ELECTRICAL RELAYS: The last U.S.-based manufacturer of electrical relays and controls, Struthers-Dunn was founded in Philadelphia in 1923, and moved to South Carolina in the mid-1980s. It specializes in building customized relays -- basically electrically operated switches for controlling high-powered devices in industry and military operations -- for factory automation, elevators, cranes, traffic controls and power generation and distribution. Its 219 series of industrial relays, developed in 1958, is still used today as a crucial element of modern nuclear energy plants. During World War Two, Struthers-Dunn became the first supplier of electrical relays to the U.S. military.
After being purchased and reorganized by a series of parent companies in recent years, the company, now specializing in custom-built industrial controls, is once again a privately-held firm. Where's the rest of the industry? Overseas, naturally, and mainly concentrated in India and other Asian locations.
CHOPSTICKS: Sometimes globalization brings an ironic twist that actually helps American manufacturers. In the case of chopsticks, it was a double-dose of irony that made Americus, Georgia, a center of wooden utensil production for China. The huge, fast-growing powerhouse, which seems to export the bulk of Americans' everyday consumer products, produces most of the world's chopsticks, about 63 billion pairs annually. It's a simple product that serves a huge market -- a third of the world's population uses the sticks to pluck morsels from their dishes. When China's several hundred manufacturers started running short of wood, though -- remember, that country is building furiously, and it's not heavily forested to begin with -- an opportunity arose for a US company to turn the international-trade tables. Enter Jae Lee, the Korean-born American who in November 2010 founded Georgia Chopsticks to take advantage of China's shortfall and rural Georgia's abundance of wood.

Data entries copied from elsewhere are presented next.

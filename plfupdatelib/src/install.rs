use std::{
    path::{Path, PathBuf},
    sync::Arc,
};

use log::{debug, info};

use crate::{
    checksum::{self, Checksum},
    error::UpdaterError,
    file,
};

/// Compute the digest of `path` off the async runtime.
pub async fn compute_checksum(checksum: Arc<dyn Checksum>, path: &Path) -> Result<String, UpdaterError> {
    let path = path.to_owned();

    tokio::task::spawn_blocking(move || checksum.compute(&path))
        .await
        .map_err(|e| UpdaterError::SystemResource(format!("Checksum task failed: {e}")))?
        .map_err(UpdaterError::from)
}

/// Promote a verified download. If the digest of `staging` does not match
/// `expected`, the staging file is deleted and the canonical image is left
/// alone. Otherwise the staging file atomically replaces `canonical`. If that
/// rename fails, the staging file is kept for inspection.
pub async fn verify_and_install(
    checksum: Arc<dyn Checksum>,
    staging: &Path,
    expected: &str,
    canonical: &Path,
) -> Result<PathBuf, UpdaterError> {
    let actual = compute_checksum(checksum, staging).await?;

    if !checksum::digests_match(&actual, expected) {
        file::delete_if_exists(staging)?;
        return Err(UpdaterError::ChecksumMismatch {
            expected: expected.to_owned(),
            actual,
        });
    }

    debug!("Checksum of {:?} matches: {}", staging, actual);

    file::rename_atomic(staging, canonical)
        .map_err(|e| UpdaterError::Install {
            staging: staging.to_owned(),
            canonical: canonical.to_owned(),
            source: e,
        })?;

    info!("Installed {:?}", canonical);

    Ok(canonical.to_owned())
}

Before long, Americus (fitting name, isn't it?) was processing a few million pairs of chopsticks daily, slapping Made in the USA labels on them, and exporting China's favorite utensil to Chinese. Lee is ramping up production as fast as he can order machinery, and intends to churn out 10 million a day by year's end. At full capacity, the company plans to have around 150 hires. Not bad for a town with a 12% unemployment rate, in a country supposedly burdened by sky-high labor costs.
The irony isn't lost on the workers. "Everywhere you see in America 'Made in China,'" new hire Susan White told Voice of America, "and you wonder if, in China, they ever see 'Made in America.'" They do now.